Vagrant-Omnibus plugin is required for Vagrant to install chef-client on guest:

vagrant plugin install vagrant-omnibus

We are using vagrant-chef-zero plugin to provision local chef recipes on guest:

vagrant plugin install vagrant-chef-zero

The vagrant-berkshelf plugin download and install cookbooks and dependencies on the guest machine. But make sure Berksfile need to be present in the same working directory:

vagrant plugin install vagrant-berkshelf

Screen Shot 2016-07-30 at 8.20.12 PM

Create Vagrantfile

To quick start with vagrant execute “vagrant up“ in your cookbook directory. It will create a Vagrantfile in your working directory with default configuration:

Screen Shot 2016-07-30 at 11.20.04 AM

I have modified default Vagrantfile with the parameters of my choice. Here I have taken centos7 as the guest OS layer and defined some other values to hostname, IPaddress, port forwarding and compute units. You are free to modify these parameters:

### Virtual box Guest OS configuration ###### 
  Vagrant.configure(2) do |config|
  config.vm.box = "bento/centos-7.1"
  config.vm.hostname = "local-host”
  config.vm.network "forwarded_port", guest: 80, host: 80
  config.vm.network "private_network", ip: “192.168.1.100”

  config.vm.provider "virtualbox" do |v|
    v.name = "local-host"
    v.memory = 2048
    v.cpus = 1
  end

Configure Chef provisioner

Let’s take an example to assign Nginx recipe to automate the installation of package and configuration. In below configuration we instruct Vagrant to perform:
a. Bootstrap guest machine with node name “local-host”
b. Install chef-client in it.
c. Search for cookbook named Nginx in current working directory
d. Assign recipe to the node and execute a set of commands.
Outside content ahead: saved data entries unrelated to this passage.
//! Filesystem LRU cache that materializes layer data for the DuckDB engine.
//!
//! Acquiring a layer file pins it, preventing eviction while the path is in
//! use on a blocking thread; the pin drops with the guard.

use std::collections::HashMap;
use std::path::{
    Path,
    PathBuf,
};
use std::sync::Arc;

use anyhow::Context as _;
use errors::ErrorMetadata;
use model::types::{
    LayerKind,
    MapLayer,
};
use parking_lot::Mutex;
use storage::ObjectStore;

const DEFAULT_MAX_SIZE: u64 = 128 * 1024 * 1024;

struct FileCacheInner {
    /// key -> size, oldest first. Touch moves a key to the back.
    order: Vec<String>,
    sizes: HashMap<String, u64>,
    pins: HashMap<String, usize>,
    total: u64,
}

impl FileCacheInner {
    fn touch(&mut self, key: &str) {
        if let Some(pos) = self.order.iter().position(|k| k == key) {
            let key = self.order.remove(pos);
            self.order.push(key);
        }
    }
}

/// Size-bounded file cache. Not generic over contents: keys map 1:1 to files
/// in `cache_dir`.
pub struct FileCache {
    cache_dir: PathBuf,
    max_size: u64,
    inner: Mutex<FileCacheInner>,
}

impl FileCache {
    pub fn new(cache_dir: impl Into<PathBuf>, max_size: u64) -> anyhow::Result<Self> {
        let cache_dir = cache_dir.into();
        std::fs::create_dir_all(&cache_dir)?;
        let mut order = Vec::new();
        let mut sizes = HashMap::new();
        let mut total = 0;
        for entry in std::fs::read_dir(&cache_dir)? {
            let entry = entry?;
            let size = entry.metadata()?.len();
            let name = entry.file_name().to_string_lossy().to_string();
            order.push(name.clone());
            sizes.insert(name, size);
            total += size;
        }
        Ok(Self {
            cache_dir,
            max_size,
            inner: Mutex::new(FileCacheInner {
                order,
                sizes,
                pins: HashMap::new(),
                total,
            }),
        })
    }

    fn path_for(&self, key: &str) -> PathBuf {
        self.cache_dir.join(key)
    }

    pub fn has(&self, key: &str) -> bool {
        self.inner.lock().sizes.contains_key(key)
    }

    pub fn set(&self, key: &str, data: &[u8]) -> anyhow::Result<()> {
        let path = self.path_for(key);
        std::fs::write(&path, data)?;
        let size = data.len() as u64;
        let mut inner = self.inner.lock();
        if let Some(old) = inner.sizes.remove(key) {
            inner.total -= old;
            inner.order.retain(|k| k != key);
        }
        inner.order.push(key.to_string());
        inner.sizes.insert(key.to_string(), size);
        inner.total += size;
        self.evict_locked(&mut inner);
        Ok(())
    }

    /// Path for a cached key, refreshing its recency. The caller should pin
    /// before using the path.
    pub fn get_path(&self, key: &str) -> Option<PathBuf> {
        let mut inner = self.inner.lock();
        if !inner.sizes.contains_key(key) {
            return None;
        }
        inner.touch(key);
        Some(self.path_for(key))
    }

    pub fn pin(&self, key: &str) {
        *self.inner.lock().pins.entry(key.to_string()).or_insert(0) += 1;
    }

    pub fn unpin(&self, key: &str) {
        let mut inner = self.inner.lock();
        if let Some(count) = inner.pins.get_mut(key) {
            *count -= 1;
            if *count == 0 {
                inner.pins.remove(key);
            }
        }
    }

    fn evict_locked(&self, inner: &mut FileCacheInner) {
        while inner.total > self.max_size {
            let victim = inner
                .order
                .iter()
                .position(|key| !inner.pins.contains_key(key));
            let Some(pos) = victim else {
                // Everything left is pinned; over-budget until pins drop.
                break;
            };
            let key = inner.order.remove(pos);
            if let Some(size) = inner.sizes.remove(&key) {
                inner.total -= size;
            }
            _ = std::fs::remove_file(self.path_for(&key));
        }
    }

    #[cfg(test)]
    fn total(&self) -> u64 {
        self.inner.lock().total
    }
}

/// Materializes a layer's cached geopackage on disk for the query engine.
pub struct LayerCache {
    file_cache: FileCache,
}

/// Pinned path to a cached layer file; eviction is blocked until dropped.
pub struct LayerFileGuard<'a> {
    cache: &'a LayerCache,
    key: String,
    path: PathBuf,
}

impl LayerFileGuard<'_> {
    pub fn path(&self) -> &Path {
        &self.path
    }
}

impl Drop for LayerFileGuard<'_> {
    fn drop(&mut self) {
        self.cache.file_cache.unpin(&self.key);
    }
}

impl LayerCache {
    pub fn new(cache_dir: impl Into<PathBuf>) -> anyhow::Result<Arc<Self>> {
        Ok(Arc::new(Self {
            file_cache: FileCache::new(cache_dir, DEFAULT_MAX_SIZE)?,
        }))
    }

    /// Object-store key of the layer's source file: a recorded geopackage
    /// rendition when one exists, otherwise the upload itself (converted to
    /// GeoPackage at cache-fill time).
    fn source_object_key(layer: &MapLayer) -> anyhow::Result<String> {
        if layer.kind == LayerKind::Postgis {
            anyhow::bail!(ErrorMetadata::bad_request(
                "PostgisLayerNotCacheable",
                format!(
                    "PostGIS layer {} cannot be pulled as individual vector file",
                    layer.layer_id
                ),
            ));
        }
        if let Some(key) = layer
            .metadata
            .as_ref()
            .and_then(|m| m.get("geopackage_key"))
            .and_then(|k| k.as_str())
        {
            return Ok(key.to_string());
        }
        if let Some(key) = layer.s3_key.as_deref() {
            return Ok(key.to_string());
        }
        anyhow::bail!(ErrorMetadata::bad_request(
            "LayerNotQueryable",
            format!("Layer {} has no source file to query", layer.layer_id),
        ))
    }

    /// Returns a pinned path to the layer's geopackage, downloading it into
    /// the cache on miss. Non-geopackage sources (GeoJSON, FlatGeobuf, ...)
    /// are converted with ogr2ogr before caching, so every vector layer is
    /// queryable regardless of its upload format.
    pub async fn layer_file(
        &self,
        store: &ObjectStore,
        layer: &MapLayer,
    ) -> anyhow::Result<LayerFileGuard<'_>> {
        let cache_key = format!("{}.gpkg", layer.layer_id);
        if !self.file_cache.has(&cache_key) {
            let object_key = Self::source_object_key(layer)?;
            let bytes = store
                .get_object(&object_key)
                .await
                .with_context(|| format!("fetching {object_key} for layer cache"))?;
            if object_key.ends_with(".gpkg") {
                self.file_cache.set(&cache_key, &bytes)?;
            } else {
                let converted = convert_to_geopackage(&object_key, &bytes).await?;
                self.file_cache.set(&cache_key, &converted)?;
            }
        }
        self.file_cache.pin(&cache_key);
        let path = match self.file_cache.get_path(&cache_key) {
            Some(path) => path,
            None => {
                self.file_cache.unpin(&cache_key);
                anyhow::bail!("layer file evicted between set and pin");
            },
        };
        Ok(LayerFileGuard {
            cache: self,
            key: cache_key,
            path,
        })
    }
}

/// Converts a downloaded source file to GeoPackage with `ogr2ogr -f GPKG`.
/// The input keeps its original extension so the driver is detected.
async fn convert_to_geopackage(source_key: &str, contents: &[u8]) -> anyhow::Result<Vec<u8>> {
    let extension = source_key.rfind('.').map(|dot| &source_key[dot..]).ok_or_else(|| {
        ErrorMetadata::bad_request(
            "LayerNotQueryable",
            format!("Source file {source_key} has no extension to detect a format from"),
        )
    })?;

    let dir = tempfile::tempdir()?;
    let input_path = dir.path().join(format!("source{extension}"));
    let output_path = dir.path().join("converted.gpkg");
    tokio::fs::write(&input_path, contents).await?;

    let output = tokio::process::Command::new("ogr2ogr")
        .arg("-f")
        .arg("GPKG")
        .arg(&output_path)
        .arg(&input_path)
        .output()
        .await
        .context("spawning ogr2ogr")?;
    if !output.status.success() {
        let stderr = String::from_utf8_lossy(&output.stderr);
        anyhow::bail!(ErrorMetadata::bad_request(
            "LayerConversionFailed",
            format!("Converting {source_key} to GeoPackage failed: {stderr}"),
        ));
    }
    Ok(tokio::fs::read(&output_path).await?)
}

#[cfg(test)]
mod tests {
    use super::*;

    fn cache(dir: &Path, max_size: u64) -> FileCache {
        FileCache::new(dir, max_size).unwrap()
    }

    #[test]
    fn test_set_get_and_touch() {
        let dir = tempfile::tempdir().unwrap();
        let cache = cache(dir.path(), 1024);
        cache.set("a.gpkg", b"aaaa").unwrap();
        assert!(cache.has("a.gpkg"));
        let path = cache.get_path("a.gpkg").unwrap();
        assert_eq!(std::fs::read(path).unwrap(), b"aaaa");
        assert_eq!(cache.total(), 4);
    }

    #[test]
    fn test_eviction_drops_least_recent_first() {
        let dir = tempfile::tempdir().unwrap();
        let cache = cache(dir.path(), 10);
        cache.set("a", &[0u8; 4]).unwrap();
        cache.set("b", &[0u8; 4]).unwrap();
        // Touch `a` so `b` is now least recent.
        cache.get_path("a").unwrap();
        cache.set("c", &[0u8; 4]).unwrap();
        assert!(cache.has("a"));
        assert!(!cache.has("b"));
        assert!(cache.has("c"));
    }

    #[test]
    fn test_pinned_files_survive_eviction() {
        let dir = tempfile::tempdir().unwrap();
        let cache = cache(dir.path(), 10);
        cache.set("pinned", &[0u8; 8]).unwrap();
        cache.pin("pinned");
        // Over budget, but the pinned file is never the victim.
        cache.set("other", &[0u8; 8]).unwrap();
        assert!(cache.has("pinned"));
        // Once unpinned, the next oversized insert can evict it.
        cache.unpin("pinned");
        cache.set("third", &[0u8; 8]).unwrap();
        assert!(!cache.has("pinned"));
        assert!(cache.has("third"));
    }

    #[test]
    fn test_overwrite_updates_size_accounting() {
        let dir = tempfile::tempdir().unwrap();
        let cache = cache(dir.path(), 1024);
        cache.set("a", &[0u8; 100]).unwrap();
        cache.set("a", &[0u8; 10]).unwrap();
        assert_eq!(cache.total(), 10);
    }

    fn layer(kind: LayerKind, s3_key: Option<&str>, metadata: Option<serde_json::Value>) -> MapLayer {
        MapLayer {
            layer_id: "L12345678901".to_string(),
            owner_uuid: uuid::Uuid::nil(),
            name: None,
            kind,
            s3_key: s3_key.map(str::to_string),
            postgis_connection_id: None,
            postgis_query: None,
            postgis_attribute_column_list: None,
            metadata,
            bounds: None,
            geometry_type: None,
            feature_count: None,
            source_map_id: None,
            created_on: chrono::Utc::now(),
            last_edited: chrono::Utc::now(),
        }
    }

    #[test]
    fn test_source_key_prefers_recorded_geopackage() {
        let layer = layer(
            LayerKind::Vector,
            Some("uploads/u/P/L12345678901.geojson"),
            Some(serde_json::json!({"geopackage_key": "derived/L12345678901.gpkg"})),
        );
        assert_eq!(
            LayerCache::source_object_key(&layer).unwrap(),
            "derived/L12345678901.gpkg"
        );
    }

    #[test]
    fn test_source_key_falls_back_to_upload_for_conversion() {
        // GeoJSON uploads have no recorded rendition; the upload itself is
        // the source and gets converted at cache-fill time.
        let layer = layer(
            LayerKind::Vector,
            Some("uploads/u/P/L12345678901.geojson"),
            None,
        );
        assert_eq!(
            LayerCache::source_object_key(&layer).unwrap(),
            "uploads/u/P/L12345678901.geojson"
        );
    }

    #[test]
    fn test_source_key_rejects_postgis_and_keyless_layers() {
        let postgis = layer(LayerKind::Postgis, None, None);
        assert!(LayerCache::source_object_key(&postgis).is_err());
        let keyless = layer(LayerKind::Vector, None, None);
        assert!(LayerCache::source_object_key(&keyless).is_err());
    }
}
#### Chef Configuration #####################
  config.vm.provision "chef_zero" do |chef|
    chef.node_name = "local-host”
    chef.environments_path = "../../environments"
    chef.environment = “local”
    chef.nodes_path = "nodes"
    chef.roles_path = "roles"
    chef.run_list = [ 'recipe[nginx::default]']
  end

You can download full Vagrantfile from here.

Now it’s time to fire it

It may require you to initialize a chef tool called berkshelf in the same directory; then you should be ready to start the vagrant provisioning:

berks install

It will create a Berksfile, and this will be used by Vagrant provisioner. Look’s like we are in good position to test it out. To bring the machine up execute:

vagrant up

Keep your eye on virtual box it will download centos7 box and create a virtual machine with defined configuration. Once the machine is up Vagrant will start provision on it. I have been using this to build development environment on a fresh machine, but it can be used to test your recipes on a virtual machine. The combination of Chef and Vagrant is fruitful and with fewer efforts.